Compared to the in vivo situation, the mock circulation loop showed some discrepancies, including lower average flow (cardiac output), higher systolic pressures and a longer systolic peak. The native aortic valve has been modeled with a bileaflet mechanical valve, leading to altered flow patterns (except in patients with this kind of heart valve prostheses). A biological valve (trileaflet valve) was not used, as the applied fluid would have damaged the valve. Future work will be carried out to optimize the mock circulation loop; however, it is challenging to perfectly mimic in vivo conditions, while fulfilling certain requirements (i.e., measurement technique). Thus, a quantitative translation of the results to in vivo should be carried out with consideration of these limitations. Besides, physiological hemodynamics are influenced by auto regulation mechanisms, adaption of heart work to the physiologic situation, or changes in the mechanical characteristics of the vessel (i.e., vasodilation/vasoconstriction). For example, a decreased diastolic pressure would be regulated by the circulatory system, leading to higher systolic pressure levels. However, the focus of this study was (1) to present an experimental setup allowing for isolated investigations of effects of aortic compliance changes and (2) to perform first comparative examinations.

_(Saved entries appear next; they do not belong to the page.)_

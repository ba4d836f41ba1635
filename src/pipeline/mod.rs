// src/pipeline/mod.rs

//! Pipeline model and group-wave scheduling.
//!
//! - [`task`] defines the task descriptor and outcome record types.
//! - [`registry`] maps tags to their pipelines.
//! - [`state`] holds the mutable per-run queue, stop flag and records.
//! - [`scheduler`] drives the group-wave loop with fail-fast semantics.

pub mod registry;
pub mod scheduler;
pub mod state;
pub mod task;

pub use registry::Registry;
pub use scheduler::{MAX_WAVE_WORKERS, PipelineScheduler};
pub use state::RunState;
pub use task::{ExecutionRecord, GroupId, RunSummary, TaskSpec};
pub mod builders;
pub mod fake_executor;

use std::sync::Once;
use tracing_subscriber::{EnvFilter, fmt};

static INIT: Once = Once::new();

/// Initialise tracing for tests.
///
/// - Uses `with_test_writer()`, so logs are captured per-test.
/// - The Rust test harness only prints captured output for **failing** tests
///   (unless you run with `-- --nocapture`).
///
/// Enable levels with e.g.:
/// `RUST_LOG=debug cargo test`
pub fn init_tracing() {
    INIT.call_once(|| {
        let filter =
            EnvFilter::try_from_default_env().unwrap_or_else(|_| EnvFilter::new("info"));

        fmt()
            .with_env_filter(filter)
            .with_test_writer() // print only for failing tests unless --nocapture
            .with_target(true)
            .init();
    });
}

/// Run a future with a 5-second timeout.
#[allow(dead_code)]
pub async fn with_timeout<F, T>(f: F) -> T
where
    F: std::future::Future<Output = T>,
{
    tokio::time::timeout(std::time::Duration::from_secs(5), f)
        .await
        .expect("Test timed out after 5 seconds")
}
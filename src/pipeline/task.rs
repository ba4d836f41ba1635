// src/pipeline/task.rs

//! Task descriptors and per-task outcome records.

use std::path::PathBuf;

use chrono::{DateTime, Local};
use uuid::Uuid;

/// Concurrency group token. Tasks with equal group values run together.
pub type GroupId = String;

/// One task in a pipeline: an external script plus scheduling metadata.
///
/// Immutable value object; the scheduler clones it freely and compares by
/// value when acknowledging completions.
#[derive(Debug, Clone, PartialEq, Eq)]
pub struct TaskSpec {
    /// Path of the executable script to run.
    pub script: PathBuf,

    /// Concurrency group. Equal values denote "run together".
    pub group: GroupId,

    /// Directory receiving this task's log files (created on demand).
    pub log_dir: PathBuf,
}

impl TaskSpec {
    pub fn new(
        script: impl Into<PathBuf>,
        group: impl Into<GroupId>,
        log_dir: impl Into<PathBuf>,
    ) -> Self {
        Self {
            script: script.into(),
            group: group.into(),
            log_dir: log_dir.into(),
        }
    }
}

/// Outcome metadata for one completed task within a run.
#[derive(Debug, Clone)]
pub struct ExecutionRecord {
    /// The descriptor this record belongs to.
    pub task: TaskSpec,

    /// Unique identifier for this execution; prefixes the log file name.
    pub run_id: Uuid,

    /// When the execution started (local time, also in the log file name).
    pub started_at: DateTime<Local>,

    /// Where this execution's stdout went.
    pub log_path: PathBuf,

    /// Raw exit code; -1 when the process died without one.
    pub exit_code: i32,
}

impl ExecutionRecord {
    /// A zero exit code is the only success signal considered.
    pub fn succeeded(&self) -> bool {
        self.exit_code == 0
    }
}

/// Result of one full pipeline run.
#[derive(Debug, Clone)]
pub struct RunSummary {
    /// Tag whose pipeline ran.
    pub tag: String,

    /// Records in acknowledgment order (wave by wave).
    pub records: Vec<ExecutionRecord>,

    /// True when a task failure stopped the run before later waves.
    pub halted: bool,
}
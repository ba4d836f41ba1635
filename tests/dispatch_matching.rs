// tests/dispatch_matching.rs

use dropflow_test_utils::builders::{RegistryBuilder, spec};
use dropflow_test_utils::fake_executor::FakeExecutor;
use dropflow_test_utils::{init_tracing, with_timeout};

use std::error::Error;

use dropflow::dispatch::{DispatchHandler, FileEvent};
use dropflow::errors::DropflowError;
use dropflow::pipeline::Registry;
use dropflow::types::FallbackAction;

type TestResult = Result<(), Box<dyn Error>>;

fn handler_with(
    registry: Option<Registry>,
    executor: FakeExecutor,
) -> DispatchHandler<FakeExecutor> {
    DispatchHandler::with_executor(registry, FallbackAction::None, executor)
}

#[tokio::test]
async fn tag_substring_match_triggers_pipeline() -> TestResult {
    init_tracing();

    let registry = RegistryBuilder::new()
        .with_pipeline("orders", vec![spec("ingest.sh", "1", "logs")])
        .build();
    let executor = FakeExecutor::new();
    let handler = handler_with(Some(registry), executor.clone());

    let summaries = with_timeout(
        handler.on_file_created(&FileEvent::file("drop/orders_2024-05.csv")),
    )
    .await?;

    assert_eq!(summaries.len(), 1);
    assert_eq!(summaries[0].tag, "orders");
    assert_eq!(executor.started_order(), vec!["ingest.sh".to_string()]);

    Ok(())
}

#[tokio::test]
async fn overlapping_tags_trigger_independent_runs_in_registry_order() -> TestResult {
    init_tracing();

    // "test" is a substring of "test2", so a test2 file matches both.
    let registry = RegistryBuilder::new()
        .with_pipeline("test", vec![spec("t.sh", "1", "logs")])
        .with_pipeline("test2", vec![spec("t2.sh", "1", "logs")])
        .build();
    let executor = FakeExecutor::new();
    let handler = handler_with(Some(registry), executor.clone());

    let summaries =
        with_timeout(handler.on_file_created(&FileEvent::file("test2_data.csv"))).await?;

    let tags: Vec<&str> = summaries.iter().map(|s| s.tag.as_str()).collect();
    assert_eq!(tags, vec!["test", "test2"]);
    assert_eq!(
        executor.started_order(),
        vec!["t.sh".to_string(), "t2.sh".to_string()],
        "runs should be sequential, registry order"
    );

    Ok(())
}

#[tokio::test]
async fn matching_uses_only_the_final_path_segment() -> TestResult {
    init_tracing();

    // "data" appears in the directory part of the path, not the file name.
    let registry = RegistryBuilder::new()
        .with_pipeline("data", vec![spec("d.sh", "1", "logs")])
        .with_pipeline("etl", vec![spec("e.sh", "1", "logs")])
        .build();
    let executor = FakeExecutor::new();
    let handler = handler_with(Some(registry), executor.clone());

    let summaries =
        with_timeout(handler.on_file_created(&FileEvent::file("/data/in/etl_x.csv"))).await?;

    assert_eq!(summaries.len(), 1);
    assert_eq!(summaries[0].tag, "etl");
    assert_eq!(executor.started_order(), vec!["e.sh".to_string()]);

    Ok(())
}

#[tokio::test]
async fn directory_events_are_ignored() -> TestResult {
    init_tracing();

    let registry = RegistryBuilder::new()
        .with_pipeline("orders", vec![spec("ingest.sh", "1", "logs")])
        .build();
    let executor = FakeExecutor::new();
    let handler = handler_with(Some(registry), executor.clone());

    let summaries =
        with_timeout(handler.on_file_created(&FileEvent::directory("orders_archive"))).await?;

    assert!(summaries.is_empty());
    assert!(executor.events().is_empty());

    Ok(())
}

#[tokio::test]
async fn missing_registry_is_a_fatal_configuration_error() -> TestResult {
    init_tracing();

    let handler = handler_with(None, FakeExecutor::new());

    let err = with_timeout(handler.on_file_created(&FileEvent::file("orders.csv")))
        .await
        .unwrap_err();
    assert!(matches!(err, DropflowError::RegistryMissing));

    Ok(())
}

#[tokio::test]
async fn empty_registry_behaves_like_missing() -> TestResult {
    init_tracing();

    let handler = handler_with(Some(Registry::new()), FakeExecutor::new());

    let err = with_timeout(handler.on_file_created(&FileEvent::file("orders.csv")))
        .await
        .unwrap_err();
    assert!(matches!(err, DropflowError::RegistryMissing));

    Ok(())
}

#[tokio::test]
async fn unmatched_file_with_none_fallback_reports_no_runs() -> TestResult {
    init_tracing();

    let registry = RegistryBuilder::new()
        .with_pipeline("orders", vec![spec("ingest.sh", "1", "logs")])
        .build();
    let executor = FakeExecutor::new();
    let handler = handler_with(Some(registry), executor.clone());

    let summaries =
        with_timeout(handler.on_file_created(&FileEvent::file("unrelated.txt"))).await?;

    assert!(summaries.is_empty());
    assert!(executor.events().is_empty());

    Ok(())
}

In conclusion, an in vitro setup of an anatomic correct silicone aortic arch with an adjustable compliance is presented, which allows for effective compliance changes in physiological ranges in a standardized manner while allowing PIV flow measurements in the aortic arch. Investigations on the effect of compliance changes show that decreased compliance results in increased peak velocities and pressure changes with respect to time, as well as altered pressure curves and decreased vortex formation in the aortic sinuses. As an in vivo validation and translation remains difficult, the results have to be considered as preliminary in vitro insights into the mechanisms of (age-related) compliance changes.